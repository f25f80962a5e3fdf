pub mod alerts;
pub mod error;
pub mod telemetry;

use crate::AppState;
use crate::middleware::correlation::correlation_middleware;
use axum::Router;
use axum::middleware;
use hs_core::IngestError;
use serde::Serialize;
use tower_http::trace::TraceLayer;
use tracing::Span;
use utoipa::ToSchema;

pub fn router(state: AppState) -> Router {
    Router::new()
        .merge(alerts::router(state.clone()))
        .merge(telemetry::router(state))
        .route_layer(middleware::from_fn(correlation_middleware))
        .layer(TraceLayer::new_for_http())
}

#[derive(Debug, Serialize, ToSchema)]
pub struct IngestResponse {
    pub message: String,
    /// Rows written by this request.
    pub inserted: usize,
    /// Records dropped for missing required fields.
    pub skipped: usize,
}

/// Runs storage work on the blocking pool. Once spawned it runs to
/// completion even if the client goes away.
pub(crate) async fn run_blocking<F, T>(f: F) -> Result<T, IngestError>
where
    F: FnOnce() -> Result<T, IngestError> + Send + 'static,
    T: Send + 'static,
{
    let span = Span::current();
    tokio::task::spawn_blocking(move || span.in_scope(f))
        .await
        .map_err(|err| IngestError::Internal {
            message: err.to_string(),
        })?
}
use utoipa::OpenApi;

use crate::routes::IngestResponse;
use crate::routes::alerts::AlertPayload;
use crate::routes::error::{ErrorBody, MessageBody};
use crate::routes::telemetry::TelemetryPayload;

#[derive(OpenApi)]
#[openapi(
    info(title = "hooksink", description = "Security alert and telemetry webhook receiver"),
    paths(
        crate::routes::alerts::post_alert,
        crate::routes::telemetry::post_trial,
    ),
    components(schemas(
        AlertPayload,
        TelemetryPayload,
        IngestResponse,
        MessageBody,
        ErrorBody
    ))
)]
struct ApiDoc;

pub fn generate_spec() -> String {
    ApiDoc::openapi()
        .to_pretty_json()
        .unwrap_or_else(|_| "{}".to_string())
}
--*--
Exercise goal
Give every line above again, word for word.

Exercise result
repository f25f80962a5e3fdf
pub mod alerts;
pub mod error;
pub mod telemetry;

use crate::AppState;
use crate::middleware::correlation::correlation_middleware;
use axum::Router;
use axum::middleware;
use hs_core::IngestError;
use serde::Serialize;
use tower_http::trace::TraceLayer;
use tracing::Span;
use utoipa::ToSchema;

pub fn router(state: AppState) -> Router {
    Router::new()
        .merge(alerts::router(state.clone()))
        .merge(telemetry::router(state))
        .route_layer(middleware::from_fn(correlation_middleware))
        .layer(TraceLayer::new_for_http())
}

#[derive(Debug, Serialize, ToSchema)]
pub struct IngestResponse {
    pub message: String,
    /// Rows written by this request.
    pub inserted: usize,
    /// Records dropped for missing required fields.
    pub skipped: usize,
}

/// Runs storage work on the blocking pool. Once spawned it runs to
/// completion even if the client goes away.
pub(crate) async fn run_blocking<F, T>(f: F) -> Result<T, IngestError>
where
    F: FnOnce() -> Result<T, IngestError> + Send + 'static,
    T: Send + 'static,
{
    let span = Span::current();
    tokio::task::spawn_blocking(move || span.in_scope(f))
        .await
        .map_err(|err| IngestError::Internal {
            message: err.to_string(),
        })?
}
use utoipa::OpenApi;

use crate::routes::IngestResponse;
use crate::routes::alerts::AlertPayload;
use crate::routes::error::{ErrorBody, MessageBody};
use crate::routes::telemetry::TelemetryPayload;

#[derive(OpenApi)]
#[openapi(
    info(title = "hooksink", description = "Security alert and telemetry webhook receiver"),
    paths(
        crate::routes::alerts::post_alert,
        crate::routes::telemetry::post_trial,
    ),
    components(schemas(
        AlertPayload,
        TelemetryPayload,
        IngestResponse,
        MessageBody,
        ErrorBody
    ))
)]
struct ApiDoc;

pub fn generate_spec() -> String {
    ApiDoc::openapi()
        .to_pretty_json()
        .unwrap_or_else(|_| "{}".to_string())
}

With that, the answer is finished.